YouTube players can be embedded in a web page or app using either an <iframe> tag or an <object> tag. YouTube supports two kinds of players:
An embedded player is a standard YouTube player that can be added to an app using embed code that you can generate or copy from a video's watch page on YouTube. Embedded players have standard controls, like a play/pause button, volume control, and video progress bar.
You can customize the playback experience for an embedded player by appending parameters to the player's embed URL. For example, you can use the autoplay parameter to automatically play videos or the loop parameter to cause a video to play repeatedly.

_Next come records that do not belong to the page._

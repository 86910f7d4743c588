use crate::{error::Error, frame::Frame};
use nalgebra::{Matrix3x2, Point2, RowVector3};
use serde::{Deserialize, Serialize};
use std::{
    fs::{self, File},
    io::BufReader,
    path::Path,
};
use thiserror::Error;
use tracing::{debug, info};

/// Returns `true` for the `(-1, -1)` placeholder written when a camera did
/// not detect the circle center.
pub fn is_missing(pixel: &Point2<f64>) -> bool {
    pixel.x == -1.0 && pixel.y == -1.0
}

/// Pixel distance of roughly one millimeter in the workspace.
pub const DEFAULT_TOLERANCE_PX: f64 = 12.0;

/// Name of the recording inside each trajectory directory.
pub const TRAJECTORY_FILE: &str = "traj_poses_list.json";

/// A robot pose with the target seen from both stereo cameras.
#[derive(Clone, Copy, Debug, PartialEq, Serialize, Deserialize)]
pub struct Observation {
    pub pose: Frame,
    pub left: Point2<f64>,
    pub right: Point2<f64>,
}

#[derive(Debug, Error, PartialEq)]
pub enum ObservationError {
    #[error("target was not detected by both cameras")]
    MissingPoint,
    #[error("right pixel is {distance:.2} px from the left camera's prediction (tolerance {tolerance})")]
    StereoMismatch { distance: f64, tolerance: f64 },
}

/// Stereo calibration parameters needed by the filter.
#[derive(Clone, Debug, PartialEq, Serialize, Deserialize)]
pub struct CameraParams {
    /// Affine map from homogeneous left pixels to right pixels, as 3 rows of 2.
    pub theta_l2r: [[f64; 2]; 3],
}

impl CameraParams {
    pub fn from_json_file<P: AsRef<Path>>(path: P) -> Result<Self, Error> {
        Ok(serde_json::from_reader(BufReader::new(File::open(path)?))?)
    }

    pub fn left_to_right(&self) -> Matrix3x2<f64> {
        Matrix3x2::from_row_slice(self.theta_l2r.as_flattened())
    }
}

/// Cross checks the left camera against the right camera.
#[derive(Clone, Copy, Debug, PartialEq)]
pub struct StereoCheck {
    theta_l2r: Matrix3x2<f64>,
    tolerance_px: f64,
}

impl StereoCheck {
    pub fn new(theta_l2r: Matrix3x2<f64>, tolerance_px: f64) -> Self {
        Self {
            theta_l2r,
            tolerance_px,
        }
    }

    /// Predict where the right camera should see a left camera pixel.
    pub fn predict_right(&self, left: &Point2<f64>) -> Point2<f64> {
        let right = RowVector3::new(left.x, left.y, 1.0) * self.theta_l2r;
        Point2::new(right[0], right[1])
    }

    /// Returns the distance between the observed and predicted right pixel
    /// if `obs` is clean.
    pub fn check(&self, obs: &Observation) -> Result<f64, ObservationError> {
        if is_missing(&obs.left) || is_missing(&obs.right) {
            return Err(ObservationError::MissingPoint);
        }

        let distance = nalgebra::distance(&obs.right, &self.predict_right(&obs.left));
        if distance >= self.tolerance_px {
            return Err(ObservationError::StereoMismatch {
                distance,
                tolerance: self.tolerance_px,
            });
        }

        Ok(distance)
    }

    /// Keep the clean observations of one trajectory, in order.
    pub fn filter<'a, I>(&self, observations: I) -> Vec<Observation>
    where
        I: IntoIterator<Item = &'a Observation>,
    {
        observations
            .into_iter()
            .enumerate()
            .filter_map(|(i, obs)| match self.check(obs) {
                Ok(distance) => {
                    debug!("{i:03}  CLEAN : {obs:?} (dist {distance:.3})");
                    Some(*obs)
                }
                Err(err) => {
                    debug!("{i:03}        : {obs:?} ({err})");
                    None
                }
            })
            .collect()
    }
}

/// Filter every `traj_*` directory under `root`, in name order.
///
/// Each directory must hold a [`TRAJECTORY_FILE`] with more than one
/// observation. Dropped observations are logged, never fatal.
pub fn filter_trajectories<P: AsRef<Path>>(
    root: P,
    check: &StereoCheck,
) -> Result<Vec<Observation>, Error> {
    let entries = fs::read_dir(root)?.collect::<Result<Vec<_>, _>>()?;
    let mut dirs: Vec<_> = entries
        .into_iter()
        .filter(|entry| entry.path().is_dir())
        .filter(|entry| entry.file_name().to_string_lossy().contains("traj_"))
        .map(|entry| entry.path())
        .collect();
    dirs.sort();
    info!("found {} trajectory directories", dirs.len());

    let mut clean = Vec::new();
    for dir in dirs {
        let file = File::open(dir.join(TRAJECTORY_FILE))?;
        let raw: Vec<Observation> = serde_json::from_reader(BufReader::new(file))?;
        if raw.len() < 2 {
            return Err(Error::ShortTrajectory {
                dir,
                len: raw.len(),
            });
        }

        let kept = check.filter(&raw);
        info!(
            "dir {}, len(raw_data) {}, len(clean_data) {}",
            dir.display(),
            raw.len(),
            kept.len()
        );
        clean.extend(kept);
    }

    info!("returning clean data with {} elements", clean.len());
    Ok(clean)
}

A chromeless player is a YouTube player that has no player controls. (Interface elements and controls around content, such as the buttons at the top of a browser window, are referred to as "chrome.") A chromeless player can be customized within a Flash or HTML app.
Note: To allow room for critical player functionality, players must be at least 200px by 200px.
The Flash (AS3) Player API lets you use ActionScript to control an embedded or chromeless player in a Flash application.
The Data API allows a program to perform many of the operations available on the YouTube website. It is possible to search for videos, retrieve standard feeds, and see related content. A program can also authenticate as a user to upload videos, modify user playlists, and more.
The Data API is useful for sites or applications that want to have a deep integration with YouTube, such as an app that captures video and lets users upload that video directly to YouTube. The Data API gives you programmatic access to YouTube video and user information, enabling you to personalize your application with users' existing information and to perform actions, like rating or commenting on videos, on their behalf.
YouTube currently supports the following Data API versions:
API Version 3.0 provides rich client library support and is integrated with Google's common API infrastructure. It offers core functionality not available in older API versions, including Freebase integration via topics and universal search, which lets you send a single request to search for channels, playlists, and videos. Version 3.0 is still an experimental version, but we do not anticipate any major interface changes.
The Getting Started guide explains basic concepts of YouTube and of the API itself.
The API's guides and tutorials explain how to perform some of the API's core functions, such as implementing OAuth 2.0 authentication or uploading a video. Guides may also describe new and exciting API features, such as how to search with Freebase topics.
The reference guide explains how to use the API to perform all of the different supported operations.